### INFORMATION
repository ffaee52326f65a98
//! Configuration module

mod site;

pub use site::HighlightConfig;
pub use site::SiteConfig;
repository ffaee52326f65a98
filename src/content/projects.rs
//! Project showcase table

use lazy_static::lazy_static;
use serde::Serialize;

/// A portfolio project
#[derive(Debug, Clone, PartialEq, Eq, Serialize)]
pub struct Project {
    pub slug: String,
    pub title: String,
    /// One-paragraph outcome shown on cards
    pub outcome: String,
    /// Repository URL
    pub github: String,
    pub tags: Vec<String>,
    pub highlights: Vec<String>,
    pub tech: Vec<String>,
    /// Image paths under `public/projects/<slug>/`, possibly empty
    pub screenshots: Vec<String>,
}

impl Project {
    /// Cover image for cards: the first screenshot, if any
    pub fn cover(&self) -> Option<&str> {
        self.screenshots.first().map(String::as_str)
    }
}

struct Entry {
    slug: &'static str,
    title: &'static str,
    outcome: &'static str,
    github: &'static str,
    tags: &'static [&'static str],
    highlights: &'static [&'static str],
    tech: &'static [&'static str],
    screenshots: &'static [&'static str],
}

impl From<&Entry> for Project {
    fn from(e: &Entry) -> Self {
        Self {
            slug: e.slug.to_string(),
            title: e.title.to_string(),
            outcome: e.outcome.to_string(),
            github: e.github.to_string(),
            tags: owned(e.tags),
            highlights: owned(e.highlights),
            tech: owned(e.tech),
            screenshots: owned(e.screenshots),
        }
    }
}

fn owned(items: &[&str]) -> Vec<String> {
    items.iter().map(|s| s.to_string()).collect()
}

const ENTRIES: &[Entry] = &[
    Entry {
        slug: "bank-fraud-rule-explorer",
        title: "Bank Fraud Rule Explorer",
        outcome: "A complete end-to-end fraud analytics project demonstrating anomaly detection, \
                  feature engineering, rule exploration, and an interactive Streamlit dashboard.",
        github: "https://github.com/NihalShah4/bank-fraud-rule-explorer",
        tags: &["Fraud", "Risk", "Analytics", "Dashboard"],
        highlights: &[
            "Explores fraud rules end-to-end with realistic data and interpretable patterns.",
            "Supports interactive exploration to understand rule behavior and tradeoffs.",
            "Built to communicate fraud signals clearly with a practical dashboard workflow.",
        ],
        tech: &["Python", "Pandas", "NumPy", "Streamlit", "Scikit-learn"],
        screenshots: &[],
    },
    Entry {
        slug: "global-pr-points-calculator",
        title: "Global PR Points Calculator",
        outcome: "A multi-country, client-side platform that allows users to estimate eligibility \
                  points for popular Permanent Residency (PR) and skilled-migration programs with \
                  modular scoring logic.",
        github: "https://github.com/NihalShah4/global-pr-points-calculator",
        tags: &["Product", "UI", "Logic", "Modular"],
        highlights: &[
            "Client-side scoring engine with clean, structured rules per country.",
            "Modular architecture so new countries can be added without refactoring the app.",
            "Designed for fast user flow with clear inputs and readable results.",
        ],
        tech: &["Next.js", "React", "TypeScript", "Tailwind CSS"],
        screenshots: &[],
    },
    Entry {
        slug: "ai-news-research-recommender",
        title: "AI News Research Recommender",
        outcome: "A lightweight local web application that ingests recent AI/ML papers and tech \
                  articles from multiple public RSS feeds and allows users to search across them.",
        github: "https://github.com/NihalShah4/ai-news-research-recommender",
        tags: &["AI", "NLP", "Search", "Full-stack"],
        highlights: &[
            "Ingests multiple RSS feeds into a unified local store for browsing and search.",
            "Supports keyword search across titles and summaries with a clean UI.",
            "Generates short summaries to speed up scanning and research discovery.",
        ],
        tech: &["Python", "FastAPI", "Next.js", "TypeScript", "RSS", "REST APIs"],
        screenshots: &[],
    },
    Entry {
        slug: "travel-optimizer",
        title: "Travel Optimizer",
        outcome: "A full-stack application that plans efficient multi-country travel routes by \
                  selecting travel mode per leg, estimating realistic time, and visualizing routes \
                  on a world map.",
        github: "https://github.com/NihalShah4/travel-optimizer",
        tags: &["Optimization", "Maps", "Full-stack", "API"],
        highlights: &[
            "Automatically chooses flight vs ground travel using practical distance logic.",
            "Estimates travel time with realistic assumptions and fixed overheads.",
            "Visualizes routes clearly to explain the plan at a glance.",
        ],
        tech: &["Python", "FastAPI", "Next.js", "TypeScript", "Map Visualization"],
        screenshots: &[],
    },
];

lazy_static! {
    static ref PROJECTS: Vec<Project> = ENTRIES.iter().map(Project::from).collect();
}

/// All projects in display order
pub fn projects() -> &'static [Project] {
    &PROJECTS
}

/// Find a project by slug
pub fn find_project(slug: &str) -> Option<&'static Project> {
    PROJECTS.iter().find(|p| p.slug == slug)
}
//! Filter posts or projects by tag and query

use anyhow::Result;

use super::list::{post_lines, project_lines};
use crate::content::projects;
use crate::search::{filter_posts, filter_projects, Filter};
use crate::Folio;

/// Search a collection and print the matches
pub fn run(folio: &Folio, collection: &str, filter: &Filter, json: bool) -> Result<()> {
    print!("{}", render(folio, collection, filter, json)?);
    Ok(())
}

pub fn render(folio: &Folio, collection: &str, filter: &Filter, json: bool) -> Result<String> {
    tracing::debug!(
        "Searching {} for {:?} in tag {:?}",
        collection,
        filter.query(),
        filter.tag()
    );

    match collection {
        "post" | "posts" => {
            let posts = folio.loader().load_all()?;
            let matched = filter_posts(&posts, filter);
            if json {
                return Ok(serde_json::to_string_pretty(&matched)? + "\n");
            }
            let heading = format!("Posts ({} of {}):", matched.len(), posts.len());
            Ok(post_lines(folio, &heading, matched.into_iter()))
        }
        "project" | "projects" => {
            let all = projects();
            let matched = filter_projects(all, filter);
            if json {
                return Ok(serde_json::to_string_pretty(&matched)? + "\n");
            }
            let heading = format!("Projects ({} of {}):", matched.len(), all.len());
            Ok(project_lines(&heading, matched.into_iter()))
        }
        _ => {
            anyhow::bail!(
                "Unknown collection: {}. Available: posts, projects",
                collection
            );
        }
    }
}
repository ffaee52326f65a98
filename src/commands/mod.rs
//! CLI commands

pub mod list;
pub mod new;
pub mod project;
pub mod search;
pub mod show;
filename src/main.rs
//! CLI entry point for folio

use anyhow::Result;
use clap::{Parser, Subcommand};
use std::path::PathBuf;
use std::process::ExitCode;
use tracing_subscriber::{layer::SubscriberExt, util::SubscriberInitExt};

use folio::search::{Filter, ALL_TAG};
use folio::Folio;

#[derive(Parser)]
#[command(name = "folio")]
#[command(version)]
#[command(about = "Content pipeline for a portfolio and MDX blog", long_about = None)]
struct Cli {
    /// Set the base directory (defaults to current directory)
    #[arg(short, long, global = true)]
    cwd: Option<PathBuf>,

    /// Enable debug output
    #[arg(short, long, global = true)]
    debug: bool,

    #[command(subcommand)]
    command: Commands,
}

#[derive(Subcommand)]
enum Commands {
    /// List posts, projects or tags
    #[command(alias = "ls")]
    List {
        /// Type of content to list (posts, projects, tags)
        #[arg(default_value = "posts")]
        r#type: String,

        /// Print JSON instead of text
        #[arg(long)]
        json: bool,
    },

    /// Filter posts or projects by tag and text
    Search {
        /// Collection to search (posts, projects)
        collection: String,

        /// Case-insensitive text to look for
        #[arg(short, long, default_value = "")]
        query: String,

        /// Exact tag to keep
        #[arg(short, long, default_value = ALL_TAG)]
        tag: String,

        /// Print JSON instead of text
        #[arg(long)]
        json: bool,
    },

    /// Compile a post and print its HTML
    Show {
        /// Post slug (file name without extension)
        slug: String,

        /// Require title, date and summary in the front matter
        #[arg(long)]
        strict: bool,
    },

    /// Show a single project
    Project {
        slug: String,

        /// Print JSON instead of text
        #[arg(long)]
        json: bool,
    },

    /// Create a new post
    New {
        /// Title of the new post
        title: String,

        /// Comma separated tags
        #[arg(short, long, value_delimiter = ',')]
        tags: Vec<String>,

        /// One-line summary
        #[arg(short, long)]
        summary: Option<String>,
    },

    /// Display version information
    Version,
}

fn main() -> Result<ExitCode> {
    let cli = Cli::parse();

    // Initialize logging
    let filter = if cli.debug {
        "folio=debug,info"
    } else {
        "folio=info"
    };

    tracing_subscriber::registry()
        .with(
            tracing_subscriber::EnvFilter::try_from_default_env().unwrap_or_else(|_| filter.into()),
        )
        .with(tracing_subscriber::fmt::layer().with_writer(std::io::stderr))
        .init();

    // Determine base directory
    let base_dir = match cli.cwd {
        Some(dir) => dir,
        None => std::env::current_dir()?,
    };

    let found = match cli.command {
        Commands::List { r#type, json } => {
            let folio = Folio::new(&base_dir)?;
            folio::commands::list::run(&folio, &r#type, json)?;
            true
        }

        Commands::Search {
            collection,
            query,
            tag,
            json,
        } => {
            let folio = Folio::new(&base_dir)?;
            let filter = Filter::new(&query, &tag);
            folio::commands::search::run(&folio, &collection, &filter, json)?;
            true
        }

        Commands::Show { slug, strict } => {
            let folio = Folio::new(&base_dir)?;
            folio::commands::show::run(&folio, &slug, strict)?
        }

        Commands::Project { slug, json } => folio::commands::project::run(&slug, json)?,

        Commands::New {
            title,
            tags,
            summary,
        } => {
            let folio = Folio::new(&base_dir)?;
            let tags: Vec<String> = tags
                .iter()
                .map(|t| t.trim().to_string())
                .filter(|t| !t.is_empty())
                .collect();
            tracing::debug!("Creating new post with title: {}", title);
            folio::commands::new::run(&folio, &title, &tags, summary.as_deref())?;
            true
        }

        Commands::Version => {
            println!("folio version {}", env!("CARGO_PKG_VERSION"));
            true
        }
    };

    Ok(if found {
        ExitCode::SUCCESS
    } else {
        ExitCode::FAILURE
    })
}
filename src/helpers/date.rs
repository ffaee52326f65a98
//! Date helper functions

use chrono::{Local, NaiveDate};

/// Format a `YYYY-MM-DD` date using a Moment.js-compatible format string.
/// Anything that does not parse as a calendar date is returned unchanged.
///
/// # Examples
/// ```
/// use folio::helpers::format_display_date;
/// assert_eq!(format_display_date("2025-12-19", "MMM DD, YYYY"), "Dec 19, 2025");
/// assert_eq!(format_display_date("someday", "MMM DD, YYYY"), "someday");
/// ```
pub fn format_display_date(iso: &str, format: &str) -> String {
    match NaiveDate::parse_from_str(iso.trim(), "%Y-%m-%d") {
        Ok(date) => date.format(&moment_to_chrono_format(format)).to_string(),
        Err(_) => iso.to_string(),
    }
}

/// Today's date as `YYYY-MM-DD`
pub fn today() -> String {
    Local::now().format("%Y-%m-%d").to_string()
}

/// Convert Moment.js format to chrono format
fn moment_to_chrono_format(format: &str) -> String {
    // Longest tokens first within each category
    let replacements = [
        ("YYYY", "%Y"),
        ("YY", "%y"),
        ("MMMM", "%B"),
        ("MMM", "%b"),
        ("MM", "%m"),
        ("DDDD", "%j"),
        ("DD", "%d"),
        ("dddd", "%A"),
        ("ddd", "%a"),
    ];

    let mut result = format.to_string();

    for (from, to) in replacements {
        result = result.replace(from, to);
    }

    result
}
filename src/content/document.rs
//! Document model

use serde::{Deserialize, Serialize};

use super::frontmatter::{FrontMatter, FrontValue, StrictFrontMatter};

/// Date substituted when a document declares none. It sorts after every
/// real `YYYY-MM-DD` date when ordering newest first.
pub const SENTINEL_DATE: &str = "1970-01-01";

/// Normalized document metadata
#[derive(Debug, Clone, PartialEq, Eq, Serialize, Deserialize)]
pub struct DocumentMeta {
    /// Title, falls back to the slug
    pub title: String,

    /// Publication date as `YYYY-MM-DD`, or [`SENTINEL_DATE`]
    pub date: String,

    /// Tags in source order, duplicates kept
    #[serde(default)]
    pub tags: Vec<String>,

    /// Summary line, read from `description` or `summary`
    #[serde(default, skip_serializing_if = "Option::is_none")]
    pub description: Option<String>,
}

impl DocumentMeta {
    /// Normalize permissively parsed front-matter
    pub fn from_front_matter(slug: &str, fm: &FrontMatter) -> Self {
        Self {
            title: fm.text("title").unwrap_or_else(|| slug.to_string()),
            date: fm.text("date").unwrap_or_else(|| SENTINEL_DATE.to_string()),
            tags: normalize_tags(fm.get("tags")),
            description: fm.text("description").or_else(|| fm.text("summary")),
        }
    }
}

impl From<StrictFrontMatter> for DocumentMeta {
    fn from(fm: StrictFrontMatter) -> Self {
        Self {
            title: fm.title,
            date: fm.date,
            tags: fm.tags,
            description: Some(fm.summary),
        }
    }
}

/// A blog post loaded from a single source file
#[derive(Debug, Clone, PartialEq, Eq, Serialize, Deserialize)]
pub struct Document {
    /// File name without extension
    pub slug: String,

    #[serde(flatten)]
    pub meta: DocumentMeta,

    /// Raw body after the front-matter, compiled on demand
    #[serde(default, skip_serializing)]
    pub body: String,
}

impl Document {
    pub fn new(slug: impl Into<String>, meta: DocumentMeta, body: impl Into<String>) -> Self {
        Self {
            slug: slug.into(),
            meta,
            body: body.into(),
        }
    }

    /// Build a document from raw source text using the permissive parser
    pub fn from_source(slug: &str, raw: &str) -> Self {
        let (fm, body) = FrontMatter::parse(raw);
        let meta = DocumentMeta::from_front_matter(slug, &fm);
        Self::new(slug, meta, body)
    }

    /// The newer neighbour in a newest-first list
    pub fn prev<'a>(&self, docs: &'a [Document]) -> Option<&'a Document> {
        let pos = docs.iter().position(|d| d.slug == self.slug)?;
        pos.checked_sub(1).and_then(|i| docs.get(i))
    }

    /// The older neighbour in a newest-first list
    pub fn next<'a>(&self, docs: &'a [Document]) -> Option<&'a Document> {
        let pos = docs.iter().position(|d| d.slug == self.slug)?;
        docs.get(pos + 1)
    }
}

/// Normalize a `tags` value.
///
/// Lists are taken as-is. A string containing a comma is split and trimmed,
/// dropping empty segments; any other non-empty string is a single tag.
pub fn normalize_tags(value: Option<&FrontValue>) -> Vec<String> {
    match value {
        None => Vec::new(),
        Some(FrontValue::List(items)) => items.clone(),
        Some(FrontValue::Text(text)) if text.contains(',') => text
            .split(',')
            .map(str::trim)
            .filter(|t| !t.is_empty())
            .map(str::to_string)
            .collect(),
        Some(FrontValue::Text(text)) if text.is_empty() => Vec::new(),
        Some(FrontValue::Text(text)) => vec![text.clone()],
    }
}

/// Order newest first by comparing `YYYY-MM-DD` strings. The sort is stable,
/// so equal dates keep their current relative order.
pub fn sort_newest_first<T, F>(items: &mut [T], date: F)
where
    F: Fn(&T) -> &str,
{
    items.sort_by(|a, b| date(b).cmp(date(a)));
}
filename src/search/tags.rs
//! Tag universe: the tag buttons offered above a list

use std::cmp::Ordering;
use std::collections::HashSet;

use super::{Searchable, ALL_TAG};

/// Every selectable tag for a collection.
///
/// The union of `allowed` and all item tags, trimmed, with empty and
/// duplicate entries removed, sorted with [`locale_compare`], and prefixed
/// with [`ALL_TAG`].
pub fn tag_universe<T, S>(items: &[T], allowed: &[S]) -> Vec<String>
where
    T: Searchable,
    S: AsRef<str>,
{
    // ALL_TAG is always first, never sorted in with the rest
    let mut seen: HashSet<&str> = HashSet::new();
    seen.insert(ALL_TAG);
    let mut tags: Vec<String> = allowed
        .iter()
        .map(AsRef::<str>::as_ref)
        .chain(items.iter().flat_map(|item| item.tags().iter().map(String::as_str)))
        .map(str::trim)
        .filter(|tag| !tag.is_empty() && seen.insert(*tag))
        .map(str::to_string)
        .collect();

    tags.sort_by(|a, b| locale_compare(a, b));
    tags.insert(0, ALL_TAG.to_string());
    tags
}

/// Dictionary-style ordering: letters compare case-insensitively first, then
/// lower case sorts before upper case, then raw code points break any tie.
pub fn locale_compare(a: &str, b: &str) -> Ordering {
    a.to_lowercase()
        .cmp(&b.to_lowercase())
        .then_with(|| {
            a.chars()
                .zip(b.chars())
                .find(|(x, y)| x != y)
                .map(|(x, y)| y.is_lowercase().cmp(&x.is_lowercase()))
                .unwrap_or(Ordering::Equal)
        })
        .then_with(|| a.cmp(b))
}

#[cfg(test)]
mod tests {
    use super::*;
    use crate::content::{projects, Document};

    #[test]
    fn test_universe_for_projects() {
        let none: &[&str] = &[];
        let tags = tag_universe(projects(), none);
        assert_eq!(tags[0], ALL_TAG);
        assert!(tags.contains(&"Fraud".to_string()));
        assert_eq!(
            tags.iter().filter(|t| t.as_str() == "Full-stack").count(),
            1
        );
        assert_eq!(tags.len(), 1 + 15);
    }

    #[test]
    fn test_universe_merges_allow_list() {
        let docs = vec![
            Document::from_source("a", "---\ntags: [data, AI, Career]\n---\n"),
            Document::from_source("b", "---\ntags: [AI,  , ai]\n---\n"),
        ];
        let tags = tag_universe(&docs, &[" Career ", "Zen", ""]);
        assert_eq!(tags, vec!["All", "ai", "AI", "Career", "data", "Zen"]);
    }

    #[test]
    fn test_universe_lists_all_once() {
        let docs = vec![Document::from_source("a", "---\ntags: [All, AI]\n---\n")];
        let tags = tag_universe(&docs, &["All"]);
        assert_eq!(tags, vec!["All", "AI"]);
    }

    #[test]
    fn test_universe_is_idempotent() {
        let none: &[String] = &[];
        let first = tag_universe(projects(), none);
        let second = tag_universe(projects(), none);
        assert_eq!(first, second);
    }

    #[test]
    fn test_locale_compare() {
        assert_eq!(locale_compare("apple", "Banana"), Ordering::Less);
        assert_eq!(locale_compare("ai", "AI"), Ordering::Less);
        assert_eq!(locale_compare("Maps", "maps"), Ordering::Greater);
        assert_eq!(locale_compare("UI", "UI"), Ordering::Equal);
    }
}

### WHAT IS REQUIRED
From the entries above, copy every line that holds the word "https".

### RESPONSE BOX
        github: "https://github.com/NihalShah4/bank-fraud-rule-explorer",
        github: "https://github.com/NihalShah4/global-pr-points-calculator",
        github: "https://github.com/NihalShah4/ai-news-research-recommender",
        github: "https://github.com/NihalShah4/travel-optimizer",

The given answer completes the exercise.